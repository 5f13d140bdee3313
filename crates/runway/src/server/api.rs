//! Internal API
//!
//! Health, metrics and deployment management, mounted under `/api`.

use std::collections::BTreeMap;

use axum::body::Bytes;
use axum::extract::{Query, State};
use axum::http::{header, StatusCode};
use axum::response::{IntoResponse, Response};
use axum::routing::{delete, get, post};
use axum::{Json, Router};
use serde::{Deserialize, Serialize};

use super::state::AppState;
use crate::apps::{AppVersion, DirEntry};
use crate::error::Result;
use crate::plugin::PluginSummary;
use crate::pool::PoolMetrics;

pub fn router() -> Router<AppState> {
    Router::new()
        .route("/health", get(health_check))
        .route("/metrics", get(metrics))
        .route("/plugins", get(plugins))
        .route("/apps", get(apps))
        .route("/files", get(read_files).put(write_file).delete(delete_file))
        .route("/files/mkdir", post(mkdir))
        .route("/files/move", post(move_file))
        .route("/workers", delete(evict_workers))
}

/// Health check response
#[derive(Serialize)]
#[serde(rename_all = "camelCase")]
struct HealthResponse {
    status: &'static str,
    version: &'static str,
    uptime_ms: u64,
    workers: usize,
    plugins: usize,
}

/// Health check endpoint
async fn health_check(State(state): State<AppState>) -> Json<HealthResponse> {
    Json(HealthResponse {
        status: "ok",
        version: env!("CARGO_PKG_VERSION"),
        uptime_ms: state.uptime().as_millis() as u64,
        workers: state.pool().len(),
        plugins: state.registry().len(),
    })
}

async fn metrics(State(state): State<AppState>) -> Json<PoolMetrics> {
    Json(state.pool().metrics())
}

async fn plugins(State(state): State<AppState>) -> Json<Vec<PluginSummary>> {
    Json(state.registry().describe())
}

async fn apps(State(state): State<AppState>) -> Result<Json<BTreeMap<String, Vec<AppVersion>>>> {
    Ok(Json(state.store().apps().await?))
}

#[derive(Debug, Deserialize)]
struct PathQuery {
    #[serde(default)]
    path: String,
}

#[derive(Serialize)]
struct Listing {
    path: String,
    entries: Vec<DirEntry>,
}

/// Directory listing as JSON, file contents as raw bytes.
async fn read_files(State(state): State<AppState>, Query(query): Query<PathQuery>) -> Result<Response> {
    let store = state.store();
    if store.is_dir(&query.path).await? {
        let entries = store.list(&query.path).await?;
        return Ok(Json(Listing {
            path: query.path,
            entries,
        })
        .into_response());
    }

    let contents = store.read_file(&query.path).await?;
    Ok(([(header::CONTENT_TYPE, "application/octet-stream")], contents).into_response())
}

async fn write_file(
    State(state): State<AppState>,
    Query(query): Query<PathQuery>,
    body: Bytes,
) -> Result<StatusCode> {
    state.store().write_file(&query.path, body).await?;
    Ok(StatusCode::CREATED)
}

async fn delete_file(State(state): State<AppState>, Query(query): Query<PathQuery>) -> Result<StatusCode> {
    state.store().delete(&query.path).await?;
    Ok(StatusCode::NO_CONTENT)
}

#[derive(Debug, Deserialize)]
struct MkdirRequest {
    path: String,
}

async fn mkdir(State(state): State<AppState>, Json(req): Json<MkdirRequest>) -> Result<StatusCode> {
    state.store().mkdir(&req.path).await?;
    Ok(StatusCode::CREATED)
}

#[derive(Debug, Deserialize)]
struct MoveRequest {
    from: String,
    to: String,
}

async fn move_file(State(state): State<AppState>, Json(req): Json<MoveRequest>) -> Result<StatusCode> {
    state.store().rename(&req.from, &req.to).await?;
    Ok(StatusCode::NO_CONTENT)
}

#[derive(Serialize)]
struct EvictResponse {
    evicted: usize,
}

async fn evict_workers(State(state): State<AppState>) -> Json<EvictResponse> {
    Json(EvictResponse {
        evicted: state.pool().evict_all(),
    })
}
-*-
Activity: Check all the records above and select each line where the string "MkdirRequest" is found.

Response below:
struct MkdirRequest {
async fn mkdir(State(state): State<AppState>, Json(req): Json<MkdirRequest>) -> Result<StatusCode> {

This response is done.